Show all lines below holding the string "logging".
*** MATERIAL PROVIDED ***
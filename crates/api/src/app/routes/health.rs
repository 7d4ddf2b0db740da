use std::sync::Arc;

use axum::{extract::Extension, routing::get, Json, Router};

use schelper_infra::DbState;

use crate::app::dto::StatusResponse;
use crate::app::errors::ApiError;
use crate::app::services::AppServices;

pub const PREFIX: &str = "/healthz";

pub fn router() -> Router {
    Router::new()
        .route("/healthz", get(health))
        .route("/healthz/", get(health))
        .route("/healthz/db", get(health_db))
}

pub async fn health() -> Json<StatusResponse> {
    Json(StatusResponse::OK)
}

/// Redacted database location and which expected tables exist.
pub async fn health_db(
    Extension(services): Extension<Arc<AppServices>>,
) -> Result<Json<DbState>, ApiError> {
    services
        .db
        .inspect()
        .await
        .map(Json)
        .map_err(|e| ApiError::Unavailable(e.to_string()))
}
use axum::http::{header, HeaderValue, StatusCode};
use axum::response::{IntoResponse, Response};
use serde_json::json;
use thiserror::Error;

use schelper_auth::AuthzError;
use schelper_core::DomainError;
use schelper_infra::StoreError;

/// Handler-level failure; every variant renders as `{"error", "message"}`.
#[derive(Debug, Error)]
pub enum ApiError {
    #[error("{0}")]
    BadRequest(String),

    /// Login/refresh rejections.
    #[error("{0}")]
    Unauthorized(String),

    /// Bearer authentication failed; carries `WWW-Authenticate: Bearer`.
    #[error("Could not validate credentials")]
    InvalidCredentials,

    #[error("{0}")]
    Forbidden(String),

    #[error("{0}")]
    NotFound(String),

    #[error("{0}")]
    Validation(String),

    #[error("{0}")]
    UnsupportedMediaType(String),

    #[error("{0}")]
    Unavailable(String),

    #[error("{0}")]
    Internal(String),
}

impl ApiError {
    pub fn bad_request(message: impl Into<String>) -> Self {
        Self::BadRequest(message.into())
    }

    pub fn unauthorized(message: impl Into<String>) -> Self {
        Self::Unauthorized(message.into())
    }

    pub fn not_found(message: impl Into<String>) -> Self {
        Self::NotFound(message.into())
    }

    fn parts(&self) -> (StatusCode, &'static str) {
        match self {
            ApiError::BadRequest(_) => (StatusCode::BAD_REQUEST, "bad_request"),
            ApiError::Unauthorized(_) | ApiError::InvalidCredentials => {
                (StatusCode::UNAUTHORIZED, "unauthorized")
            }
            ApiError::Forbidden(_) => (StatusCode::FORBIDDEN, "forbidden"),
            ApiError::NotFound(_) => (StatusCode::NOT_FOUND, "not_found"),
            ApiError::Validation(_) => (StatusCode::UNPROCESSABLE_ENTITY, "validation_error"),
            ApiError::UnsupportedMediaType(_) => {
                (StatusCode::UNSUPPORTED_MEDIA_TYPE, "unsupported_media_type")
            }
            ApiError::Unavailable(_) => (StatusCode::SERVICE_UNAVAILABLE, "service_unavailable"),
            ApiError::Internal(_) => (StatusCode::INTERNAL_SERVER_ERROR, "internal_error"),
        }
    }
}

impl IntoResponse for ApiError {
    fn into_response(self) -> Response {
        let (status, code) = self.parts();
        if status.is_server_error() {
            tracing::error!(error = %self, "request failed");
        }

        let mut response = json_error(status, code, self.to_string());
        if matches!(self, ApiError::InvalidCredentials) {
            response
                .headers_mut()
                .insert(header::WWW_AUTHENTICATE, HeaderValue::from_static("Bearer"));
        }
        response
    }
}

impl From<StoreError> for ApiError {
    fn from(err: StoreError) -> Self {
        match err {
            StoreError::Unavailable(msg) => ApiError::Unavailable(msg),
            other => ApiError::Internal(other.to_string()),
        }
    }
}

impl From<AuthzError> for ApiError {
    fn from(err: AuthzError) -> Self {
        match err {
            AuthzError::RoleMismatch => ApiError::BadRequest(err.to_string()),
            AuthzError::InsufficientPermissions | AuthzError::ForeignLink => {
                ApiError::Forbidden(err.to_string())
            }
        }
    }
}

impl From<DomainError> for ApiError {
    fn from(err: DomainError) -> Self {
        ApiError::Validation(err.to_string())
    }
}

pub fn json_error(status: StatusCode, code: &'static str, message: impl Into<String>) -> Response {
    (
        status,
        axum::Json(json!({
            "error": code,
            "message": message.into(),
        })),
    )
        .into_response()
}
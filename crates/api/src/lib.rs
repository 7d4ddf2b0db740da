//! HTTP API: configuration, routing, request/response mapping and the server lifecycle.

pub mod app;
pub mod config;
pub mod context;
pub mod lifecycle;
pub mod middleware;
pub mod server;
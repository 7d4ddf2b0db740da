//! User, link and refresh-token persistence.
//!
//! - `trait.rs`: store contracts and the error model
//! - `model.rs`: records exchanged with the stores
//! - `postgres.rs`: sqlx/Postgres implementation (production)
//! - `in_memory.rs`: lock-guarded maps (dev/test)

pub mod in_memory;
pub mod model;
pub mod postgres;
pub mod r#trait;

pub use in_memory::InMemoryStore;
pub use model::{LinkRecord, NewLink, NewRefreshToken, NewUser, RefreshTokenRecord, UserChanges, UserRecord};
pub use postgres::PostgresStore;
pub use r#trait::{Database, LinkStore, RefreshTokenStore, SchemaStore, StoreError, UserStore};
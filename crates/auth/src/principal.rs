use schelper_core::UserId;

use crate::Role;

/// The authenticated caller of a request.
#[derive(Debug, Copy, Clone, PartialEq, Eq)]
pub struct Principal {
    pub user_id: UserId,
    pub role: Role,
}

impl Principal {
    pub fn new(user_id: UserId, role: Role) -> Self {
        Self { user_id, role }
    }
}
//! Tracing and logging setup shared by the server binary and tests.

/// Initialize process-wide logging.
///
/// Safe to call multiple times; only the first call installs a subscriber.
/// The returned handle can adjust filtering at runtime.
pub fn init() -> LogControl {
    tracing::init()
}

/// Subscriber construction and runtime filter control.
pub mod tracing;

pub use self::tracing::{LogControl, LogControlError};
*** End of MATERIAL PROVIDED ***
■ TASK ANSWER
//! Tracing and logging setup shared by the server binary and tests.
/// Initialize process-wide logging.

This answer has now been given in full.